And somewhere we took the fork to Le Havre, though I swear I didn’t hear anyone remark on it, given all the moaning.
CHAPTER NINE
A North Atlantic crossing in autumn is like a long-winded opera without a private box seat or a female companion to cuddle. You can endure it, but it’s tedious, cramped, and noisy, and there isn’t enough to do. I was sick the first three days, and then merely damp, cold, and bored the ten awful weeks it took us to beat into a succession of gales before making New York. Green water polished the decks, the planking writhed and groaned, and leaks sustained a tributary on the torture rack called my berth. When I popped my head topside one morning and saw the mast tops obscured by snow flurries, ice on the ratlines, I was so desperate for distraction that I volunteered to help the cook pick mould off the last of the vegetables.
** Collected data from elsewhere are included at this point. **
impl SecurityContext {
    /// Evaluate a condition on the baseline response.
    fn baseline_check(
        &self,
        name: &str,
        expected: &str,
        otherwise: Verdict,
        eval: impl FnOnce(&Response) -> (bool, String),
    ) -> TestResult {
        let (status, actual) = match self.baseline.response() {
            Some(resp) => {
                let (holds, actual) = eval(resp);
                (decide_verdict(Some(resp), &Rule::Condition { holds, otherwise }), actual)
            }
            None => (Verdict::Bug, self.baseline.actual()),
        };
        self.baseline
            .to_result(name, expected, actual, status, self.baseline_request.clone())
    }

    /// Send `request` and classify it with the rule `rule_for` derives from the response.
    async fn probe(
        &self,
        name: &str,
        expected: &str,
        request: Request,
        no_response: Verdict,
        rule_for: impl FnOnce(&Response) -> Rule + Send,
    ) -> (TestResult, Exchange) {
        let ex = exchange(self.transport.as_ref(), &request).await;
        let status = match ex.response() {
            Some(resp) => decide_verdict_or(Some(resp), &rule_for(resp), no_response),
            None => no_response,
        };
        let result = ex.to_result(name, expected, ex.actual(), status, request);
        (result, ex)
    }

    /// Result for a probe whose request could not even be built.
    fn unbuildable(&self, name: &str, expected: &str, error: &crate::error::ProbeError, status: Verdict) -> TestResult {
        TestResult::new(name, expected, error.as_actual(), status)
            .with_request(self.baseline_request.clone())
    }
}

fn sensitive_server_header(ctx: &SecurityContext) -> BoxFuture<'_, Vec<TestResult>> {
    Box::pin(async move {
        vec![ctx.baseline_check(
            "Sensitive server header",
            "Server header absent or without version",
            Verdict::Fail,
            |resp| match resp.header("server") {
                None => (true, "absent".to_string()),
                Some(server) => (!server.chars().any(|c| c.is_ascii_digit()), server.to_string()),
            },
        )]
    })
}

fn frame_ancestors_restricted(csp: &str) -> bool {
    csp.split(';').map(str::trim).any(|directive| {
        let mut tokens = directive.split_whitespace();
        tokens
            .next()
            .map(|name| name.eq_ignore_ascii_case("frame-ancestors"))
            .unwrap_or(false)
            && tokens.any(|t| t == "'none'" || t == "'self'")
    })
}

fn clickjacking_protection(ctx: &SecurityContext) -> BoxFuture<'_, Vec<TestResult>> {
    Box::pin(async move {
        vec![ctx.baseline_check(
            "Clickjacking protection",
            "X-Frame-Options DENY/SAMEORIGIN or CSP frame-ancestors 'none'/'self'",
            Verdict::Fail,
            |resp| {
                let xfo = resp.header("x-frame-options").map(str::trim);
                let xfo_ok = xfo
                    .map(|v| v.eq_ignore_ascii_case("DENY") || v.eq_ignore_ascii_case("SAMEORIGIN"))
                    .unwrap_or(false);
                let csp = resp.header("content-security-policy");
                let csp_ok = csp.map(frame_ancestors_restricted).unwrap_or(false);
                let actual = match (xfo, csp) {
                    (None, None) => "no framing policy".to_string(),
                    (Some(x), None) => format!("X-Frame-Options: {}", x),
                    (None, Some(c)) => format!("Content-Security-Policy: {}", c),
                    (Some(x), Some(c)) => {
                        format!("X-Frame-Options: {}; Content-Security-Policy: {}", x, c)
                    }
                };
                (xfo_ok || csp_ok, actual)
            },
        )]
    })
}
‘Took a look at the sea, did you, Monsieur Gage?’
‘Yes. It looks exactly as it looked yesterday.’
‘Oui. This is why I am content to stay by my brick oven.’
Bloodhammer was in his element, circuiting the deck with his beard flapping like a sail and the gleam of a Viking berserker ready to stave in a few civilised heads. His slouch hat was pulled down against the weather and his cloak wrapped him like an Indian blanket. He was as impatient to get to America as I was, but he saw beauty in the great mountainous swells I never quite shared, though there were some days – sunlight glowing through their crests like emerald fire, great arcing rainbows on the black horizon – when I admitted the ocean had an odd charm, like the desert. Great seabirds sometimes hung over us without moving a wing, riding the wind, and once a seaman cried out and we saw the great grey back of some leviathan slide by our hull, its misty exhalation smelling of fish and the deep.
‘My ancestors believed the world was encircled by endless ocean, and in that sea lives a serpent so great that it encircled all, its head reaching to its tail,’ Magnus said. ‘When it constricted, it could cause the sea to rise in a deluge.’
‘If the ocean was endless, how could it be encircled?’ I’m becoming something of an amateur theologian, given all the gods and goddesses trampling through my life, and I take amusement in picking at the logical inconsistencies.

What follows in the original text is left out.